SCALE Founder/PR ACADEMY 学長の本田哲也が、PRや広報、マーケティング業界の一線で活躍する有識者を招き、PRパーソンに必要不可欠なスキルやマインドセットを講義形式で学ぶ「SCALE PR ACADEMY 第3期」がいよいよ開講となる。
今年も、SCALEが独自に定めた5つのコンピテンシーモデルをもとに、5月から全5回に分けて開催していく予定だ。
第3期アカデミー開講に先立ち、去る4月19日には「SCALE PR MEET UP / ACADEMY 第3期 開講式」が行われた。
登壇者には株式会社メルカリ取締役President(会長)の小泉 文明氏と本田 哲也を迎え、企業成長と広報・PRの関係性や理想のあり方について討論がなされたほか、SCALEの新たな取組みについても発表された。
PR戦略を立て、いかにレバレッジを効かせられるかが重要
まず冒頭では「企業成長とPublic Relations」をテーマに、PR ACADEMY学長の本田がメルカリの小泉氏にさまざまな質問を投げかけた。
いまや全国に2,000万人のユーザーを誇り、日本を代表するサービスへと急成長を遂げたメルカリ。
その裏には、広報・PRの果たした多大なる役割があってのことだと言えるだろう。
小泉氏はメルカリの急成長を振り返りつつ、「広報やPRの力は未だに重要だと思っている」と心境を語る。
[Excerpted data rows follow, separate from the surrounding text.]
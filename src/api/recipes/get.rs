use axum::extract::{Path, State};
use axum::Json;
use diesel::prelude::*;
use std::sync::Arc;

use crate::api::ErrorResponse;
use crate::db::DbPool;
use crate::error::ApiError;
use crate::models::{Author, Recipe};
use crate::schema::{recipes, users};

use super::RecipeWithAuthor;

#[utoipa::path(
    get,
    path = "/api/recipes/{id}",
    tag = "recipes",
    params(
        ("id" = i32, Path, description = "Recipe ID")
    ),
    responses(
        (status = 200, description = "Recipe with author", body = RecipeWithAuthor),
        (status = 404, description = "Recipe not found", body = ErrorResponse)
    )
)]
pub async fn get_recipe(
    State(pool): State<Arc<DbPool>>,
    Path(id): Path<i32>,
) -> Result<Json<RecipeWithAuthor>, ApiError> {
    let mut conn = pool.get()?;

    let (recipe, author): (Recipe, Author) = recipes::table
        .inner_join(users::table)
        .filter(recipes::id.eq(id))
        .select((Recipe::as_select(), Author::as_select()))
        .first(&mut conn)
        .optional()?
        .ok_or(ApiError::NotFound("Recipe"))?;

    Ok(Json(RecipeWithAuthor::from_parts(recipe, author)))
}
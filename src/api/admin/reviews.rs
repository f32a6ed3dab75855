use axum::extract::{Path, State};
use axum::Json;
use chrono::{DateTime, Utc};
use diesel::prelude::*;
use serde::Serialize;
use std::sync::Arc;
use utoipa::ToSchema;

use crate::api::recipes::delete::DeletedResponse;
use crate::api::ErrorResponse;
use crate::auth::AuthUser;
use crate::authz;
use crate::db::DbPool;
use crate::error::ApiError;
use crate::models::{Author, Review};
use crate::schema::{recipes, reviews, users};

#[derive(Debug, Clone, Queryable, Selectable, Serialize, ToSchema)]
#[diesel(table_name = crate::schema::recipes)]
#[diesel(check_for_backend(diesel::pg::Pg))]
pub struct ReviewedRecipe {
    pub id: i32,
    pub title: String,
}

#[derive(Debug, Clone, Serialize, ToSchema)]
pub struct AdminReviewEntry {
    pub id: i32,
    pub rating: i32,
    pub comment: Option<String>,
    pub created_at: DateTime<Utc>,
    pub reviewer: Author,
    pub recipe: ReviewedRecipe,
}

#[utoipa::path(
    get,
    path = "/api/admin/reviews",
    tag = "admin",
    responses(
        (status = 200, description = "All reviews, newest first", body = Vec<AdminReviewEntry>),
        (status = 401, description = "Unauthorized", body = ErrorResponse),
        (status = 403, description = "Not an admin", body = ErrorResponse)
    ),
    security(
        ("bearer_auth" = [])
    )
)]
pub async fn list_reviews(
    AuthUser(user): AuthUser,
    State(pool): State<Arc<DbPool>>,
) -> Result<Json<Vec<AdminReviewEntry>>, ApiError> {
    authz::admin_only(&authz::Actor::from(&user)).require()?;

    let mut conn = pool.get()?;

    let rows: Vec<(Review, Author, ReviewedRecipe)> = reviews::table
        .inner_join(users::table)
        .inner_join(recipes::table)
        .order(reviews::created_at.desc())
        .select((
            Review::as_select(),
            Author::as_select(),
            ReviewedRecipe::as_select(),
        ))
        .load(&mut conn)?;

    Ok(Json(
        rows.into_iter()
            .map(|(review, reviewer, recipe)| AdminReviewEntry {
                id: review.id,
                rating: review.rating,
                comment: review.comment,
                created_at: review.created_at,
                reviewer,
                recipe,
            })
            .collect(),
    ))
}

#[utoipa::path(
    delete,
    path = "/api/admin/reviews/{id}",
    tag = "admin",
    params(
        ("id" = i32, Path, description = "Review ID")
    ),
    responses(
        (status = 200, description = "Review deleted", body = DeletedResponse),
        (status = 401, description = "Unauthorized", body = ErrorResponse),
        (status = 403, description = "Not an admin", body = ErrorResponse),
        (status = 404, description = "Review not found", body = ErrorResponse)
    ),
    security(
        ("bearer_auth" = [])
    )
)]
pub async fn delete_review(
    AuthUser(user): AuthUser,
    State(pool): State<Arc<DbPool>>,
    Path(id): Path<i32>,
) -> Result<Json<DeletedResponse>, ApiError> {
    authz::admin_only(&authz::Actor::from(&user)).require()?;

    let mut conn = pool.get()?;

    let deleted = diesel::delete(reviews::table.find(id)).execute(&mut conn)?;
    if deleted == 0 {
        return Err(ApiError::NotFound("Review"));
    }

    Ok(Json(DeletedResponse {
        message: "Review removed by admin".to_string(),
    }))
}
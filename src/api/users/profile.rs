use axum::extract::State;
use axum::http::{header, HeaderMap};
use axum::Json;
use chrono::{DateTime, Utc};
use diesel::prelude::*;
use serde::{Deserialize, Serialize};
use std::sync::Arc;
use utoipa::ToSchema;

use crate::api::recipes::{RecipeData, RecipeWithAuthor};
use crate::api::ErrorResponse;
use crate::auth::{hash_password, AuthUser};
use crate::db::DbPool;
use crate::error::ApiError;
use crate::models::{Author, Recipe, User};
use crate::schema::{favorites, follows, recipes, users};

#[derive(Debug, Clone, Queryable, Selectable, Serialize, ToSchema)]
#[diesel(table_name = crate::schema::users)]
#[diesel(check_for_backend(diesel::pg::Pg))]
pub struct FollowedUser {
    pub id: i32,
    pub username: String,
}

/// Everything the profile page needs in one call: own recipes, favorites
/// with their authors, and the users being followed.
#[derive(Debug, Clone, Serialize, ToSchema)]
pub struct ProfileResponse {
    pub id: i32,
    pub username: String,
    pub email: String,
    pub bio: Option<String>,
    pub avatar_url: Option<String>,
    pub role: String,
    pub created_at: DateTime<Utc>,
    pub recipes: Vec<RecipeData>,
    pub favorite_recipes: Vec<RecipeWithAuthor>,
    pub following: Vec<FollowedUser>,
}

#[utoipa::path(
    get,
    path = "/api/users/profile",
    tag = "users",
    responses(
        (status = 200, description = "Own profile aggregate", body = ProfileResponse),
        (status = 401, description = "Unauthorized", body = ErrorResponse)
    ),
    security(
        ("bearer_auth" = [])
    )
)]
pub async fn get_profile(
    AuthUser(user): AuthUser,
    State(pool): State<Arc<DbPool>>,
) -> Result<Json<ProfileResponse>, ApiError> {
    let mut conn = pool.get()?;

    let own_recipes: Vec<Recipe> = recipes::table
        .filter(recipes::user_id.eq(user.id))
        .order(recipes::created_at.desc())
        .select(Recipe::as_select())
        .load(&mut conn)?;

    let favorite_rows: Vec<(Recipe, Author)> = favorites::table
        .inner_join(recipes::table.inner_join(users::table))
        .filter(favorites::user_id.eq(user.id))
        .order(favorites::created_at.desc())
        .select((Recipe::as_select(), Author::as_select()))
        .load(&mut conn)?;

    let following: Vec<FollowedUser> = users::table
        .filter(
            users::id.eq_any(
                follows::table
                    .filter(follows::follower_id.eq(user.id))
                    .select(follows::following_id),
            ),
        )
        .select(FollowedUser::as_select())
        .load(&mut conn)?;

    Ok(Json(ProfileResponse {
        id: user.id,
        username: user.username,
        email: user.email,
        bio: user.bio,
        avatar_url: user.avatar_url,
        role: user.role,
        created_at: user.created_at,
        recipes: own_recipes.into_iter().map(RecipeData::from).collect(),
        favorite_recipes: favorite_rows
            .into_iter()
            .map(|(recipe, author)| RecipeWithAuthor::from_parts(recipe, author))
            .collect(),
        following,
    }))
}

#[derive(Debug, Clone, Deserialize, ToSchema)]
pub struct UpdateProfileRequest {
    pub username: Option<String>,
    pub email: Option<String>,
    pub bio: Option<String>,
    pub avatar_url: Option<String>,
    pub password: Option<String>,
}

#[derive(Debug, Clone, Serialize, ToSchema)]
pub struct UpdateProfileResponse {
    pub id: i32,
    pub username: String,
    pub email: String,
    pub bio: Option<String>,
    pub avatar_url: Option<String>,
    /// The bearer token the request was made with; it stays valid.
    pub token: String,
}

#[derive(AsChangeset)]
#[diesel(table_name = users)]
struct UserChanges<'a> {
    username: Option<&'a str>,
    email: Option<&'a str>,
    bio: Option<&'a str>,
    avatar_url: Option<&'a str>,
    password_hash: Option<&'a str>,
    updated_at: DateTime<Utc>,
}

#[utoipa::path(
    put,
    path = "/api/users/profile",
    tag = "users",
    request_body = UpdateProfileRequest,
    responses(
        (status = 200, description = "Updated profile", body = UpdateProfileResponse),
        (status = 400, description = "Invalid request", body = ErrorResponse),
        (status = 401, description = "Unauthorized", body = ErrorResponse),
        (status = 409, description = "Username or email already in use", body = ErrorResponse)
    ),
    security(
        ("bearer_auth" = [])
    )
)]
pub async fn update_profile(
    AuthUser(user): AuthUser,
    State(pool): State<Arc<DbPool>>,
    headers: HeaderMap,
    Json(req): Json<UpdateProfileRequest>,
) -> Result<Json<UpdateProfileResponse>, ApiError> {
    if let Some(ref username) = req.username {
        if username.trim().is_empty() {
            return Err(ApiError::Validation("Username cannot be empty".to_string()));
        }
    }
    if let Some(ref email) = req.email {
        if email.trim().is_empty() || !email.contains('@') {
            return Err(ApiError::Validation("A valid email is required".to_string()));
        }
    }

    let mut conn = pool.get()?;

    let password_hash = match req.password.as_deref() {
        Some(p) if !p.is_empty() => Some(
            hash_password(p)
                .map_err(|e| ApiError::Internal(format!("Failed to hash password: {e}")))?,
        ),
        _ => None,
    };

    let changes = UserChanges {
        username: req.username.as_deref().map(str::trim),
        email: req.email.as_deref().map(str::trim),
        bio: req.bio.as_deref(),
        avatar_url: req.avatar_url.as_deref(),
        password_hash: password_hash.as_deref(),
        updated_at: Utc::now(),
    };

    let updated: User = match diesel::update(users::table.find(user.id))
        .set(&changes)
        .returning(User::as_returning())
        .get_result(&mut conn)
    {
        Ok(u) => u,
        Err(diesel::result::Error::DatabaseError(
            diesel::result::DatabaseErrorKind::UniqueViolation,
            _,
        )) => {
            return Err(ApiError::Conflict(
                "Username or email already in use".to_string(),
            ))
        }
        Err(e) => return Err(e.into()),
    };

    // The extractor already validated the header, so this always succeeds.
    let token = headers
        .get(header::AUTHORIZATION)
        .and_then(|h| h.to_str().ok())
        .and_then(|s| s.strip_prefix("Bearer "))
        .unwrap_or_default()
        .to_string();

    Ok(Json(UpdateProfileResponse {
        id: updated.id,
        username: updated.username,
        email: updated.email,
        bio: updated.bio,
        avatar_url: updated.avatar_url,
        token,
    }))
}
「私はメルカリに参画した初期の頃からPRに関わってきました。そんななかで、スタートアップにおける広報やPRのゴールとしては『サービスやプロダクトの認知』と『優秀な人材の採用』の2つに尽きます。会社を成長させていくためには、この2つを追求することがキードライバーになり、PRパーソンもまさにフォーカスすべき点だと思っています」
本田は、小泉氏が広報・PRを重要視していることについて「その原体験はどういった経験に紐づくのか」と疑問を投げかけた。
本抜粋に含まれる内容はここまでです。